May is Mental Health Awareness Month. It’s a good time to ask yourself, “How good is my mental health?” 

What Is Mental Health?

The Centers for Disease Control and Prevention (CDC) defines mental health as a person’s “emotional, psychological and social well-being.” Mental health can impact every area of your life from your interactions with other people to the choices you make and your ability to cope with the stressors in your life.  

According to the CDC, mental health issues are one of the most common health conditions in the United States. The CDC estimates that:

  • One in five adults suffer from a mental illness
  • More than one in five young adults experience a mental illness at some time in their lives
  • One in 25 adults have a severe mental illness such as schizophrenia 

Mental health impacts everyone. According to the CDC, several issues can contribute to the development of a mental illness, such as:

  • Experiencing adverse childhood events (ACE) such as physical, mental, or sexual abuse
  • Struggling with drug or alcohol addiction
  • Feeling isolated
  • Suffering from a debilitating disease like cancer   

The CDC also has a mental health quiz for anyone to take. Through this quiz, you can find out more about mental health and understand the facts regarding your own mental health.

Your Mental Health Varies During Different Stages of Your Life

Mental health commonly vary throughout a person’s life all the way from childhood to their senior years, because the struggles and challenges people face will be different at every stage of their lives. For example, some of the challenges a person might face as a child or teenager may come from school-related problems or difficult friend or family relationships.

As someone gets older, struggles and stress may come in the form of financial troubles or marriage difficulties. In later years, a person may have to deal with caring for loved ones or even the loss of family members. 

How to Take Care of Your Mental Health

Knowing how to cope with life’s day-to-day problems and challenges can keep your mental health in check. It can also contribute to your overall health and well-being. 

So how can you take care of your mental health when life gets to be a bit too much?
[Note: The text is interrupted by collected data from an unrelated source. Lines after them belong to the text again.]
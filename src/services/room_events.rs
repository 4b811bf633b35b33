use std::time::SystemTime;

use serde::Serialize;
use tracing::{debug, warn};
use uuid::Uuid;

use crate::{
    dao::models::{ParticipantEntity, SongEntity},
    dto::{
        epoch_millis,
        events::{
            ParticipantJoinedEvent, ParticipantLeftEvent, PartyEndedEvent, QueueUpdatedEvent,
            SongPlayingEvent,
        },
        ws::ServerEvent,
    },
    state::{SharedState, scoring::Standing},
};

pub const EVENT_PARTY_STATE: &str = "party:state";
pub const EVENT_PARTICIPANT_JOINED: &str = "participant:joined";
pub const EVENT_PARTICIPANT_LEFT: &str = "participant:left";
pub const EVENT_QUEUE_UPDATED: &str = "queue:updated";
pub const EVENT_SONG_PLAYING: &str = "song:playing";
pub const EVENT_PARTY_ENDED: &str = "party:ended";
pub const EVENT_ERROR: &str = "error";

/// Domain events produced by party operations, delivered to the party room.
#[derive(Debug, Clone)]
pub enum RoomEvent {
    ParticipantJoined(ParticipantEntity),
    ParticipantLeft { participant_id: Uuid },
    /// Whole queue ordered by position.
    QueueUpdated(Vec<SongEntity>),
    SongPlaying {
        song: SongEntity,
        started_at: SystemTime,
    },
    PartyEnded(Vec<Standing>),
}

impl RoomEvent {
    pub fn name(&self) -> &'static str {
        match self {
            RoomEvent::ParticipantJoined(_) => EVENT_PARTICIPANT_JOINED,
            RoomEvent::ParticipantLeft { .. } => EVENT_PARTICIPANT_LEFT,
            RoomEvent::QueueUpdated(_) => EVENT_QUEUE_UPDATED,
            RoomEvent::SongPlaying { .. } => EVENT_SONG_PLAYING,
            RoomEvent::PartyEnded(_) => EVENT_PARTY_ENDED,
        }
    }

    /// Render the event into the wire envelope.
    pub fn into_server_event(self) -> serde_json::Result<ServerEvent> {
        let name = self.name();
        match self {
            RoomEvent::ParticipantJoined(participant) => envelope(
                name,
                &ParticipantJoinedEvent {
                    participant: participant.into(),
                },
            ),
            RoomEvent::ParticipantLeft { participant_id } => {
                envelope(name, &ParticipantLeftEvent { participant_id })
            }
            RoomEvent::QueueUpdated(songs) => envelope(
                name,
                &QueueUpdatedEvent {
                    songs: songs.into_iter().map(Into::into).collect(),
                },
            ),
            RoomEvent::SongPlaying { song, started_at } => envelope(
                name,
                &SongPlayingEvent {
                    song: song.into(),
                    started_at: epoch_millis(started_at),
                },
            ),
            RoomEvent::PartyEnded(standings) => envelope(
                name,
                &PartyEndedEvent {
                    songs: standings.into_iter().map(Into::into).collect(),
                },
            ),
        }
    }
}

fn envelope<T: Serialize>(name: &str, payload: &T) -> serde_json::Result<ServerEvent> {
    ServerEvent::json(name, payload)
}

/// Deliver events to the room of `party_code`, in order.
///
/// Callers dispatch while holding the party gate so rooms observe mutations in commit order.
pub fn dispatch(state: &SharedState, party_code: &str, events: Vec<RoomEvent>) {
    for event in events {
        let name = event.name();
        match event.into_server_event() {
            Ok(server_event) => {
                let receivers = state.rooms().broadcast(party_code, server_event);
                debug!(party_code, event = name, receivers, "room event dispatched");
            }
            Err(err) => {
                warn!(party_code, event = name, error = %err, "failed to serialize room event");
            }
        }
    }
}
//! Boundary to the third-party music catalog used to look up tracks before queueing them.

#[cfg(feature = "spotify-catalog")]
pub mod spotify;

use futures::future::BoxFuture;
use thiserror::Error;

/// Track metadata as returned by a catalog search.
#[derive(Debug, Clone, PartialEq, Eq)]
pub struct CatalogTrack {
    pub catalog_id: String,
    pub title: String,
    /// Artist names joined with `", "`.
    pub artist: String,
    pub artwork_url: String,
    pub preview_url: Option<String>,
    pub duration_ms: u64,
}

/// Failures raised while talking to a catalog provider.
#[derive(Debug, Error)]
pub enum CatalogError {
    /// No catalog provider is configured for this deployment.
    #[error("no catalog provider configured")]
    NotConfigured,
    /// Required environment variable is missing.
    #[error("missing catalog environment variable `{var}`")]
    MissingEnvVar { var: &'static str },
    /// The provider refused to issue an access token.
    #[error("catalog authentication failed with status {status}")]
    Authentication { status: u16 },
    /// The provider answered the search with a non-success status.
    #[error("catalog search failed with status {status}")]
    SearchStatus { status: u16 },
    /// Transport or decoding failure.
    #[error("catalog request failed: {message}")]
    Transport { message: String },
}

/// Search abstraction over a music catalog provider.
pub trait TrackCatalog: Send + Sync {
    fn search(&self, query: String) -> BoxFuture<'static, Result<Vec<CatalogTrack>, CatalogError>>;
}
Stress is inevitable in life, but how we handle stress is important for our mental health. 

There are many ways to cope with stress, and each person must find the right outlet. Here are some tips for managing your mental health:

  • Make sure to eat a healthy diet so your body gets the appropriate nutrition.
  • Get enough sleep each night so you feel well rested and rejuvenated.
  • Take a walk or participate in some other form of physical exercise to lower your cortisol and adrenaline levels. Lowering the level of these stress hormones can make you feel more relaxed.
  • Limit your alcohol use.
  • Talk with friends, family or whomever is your support system.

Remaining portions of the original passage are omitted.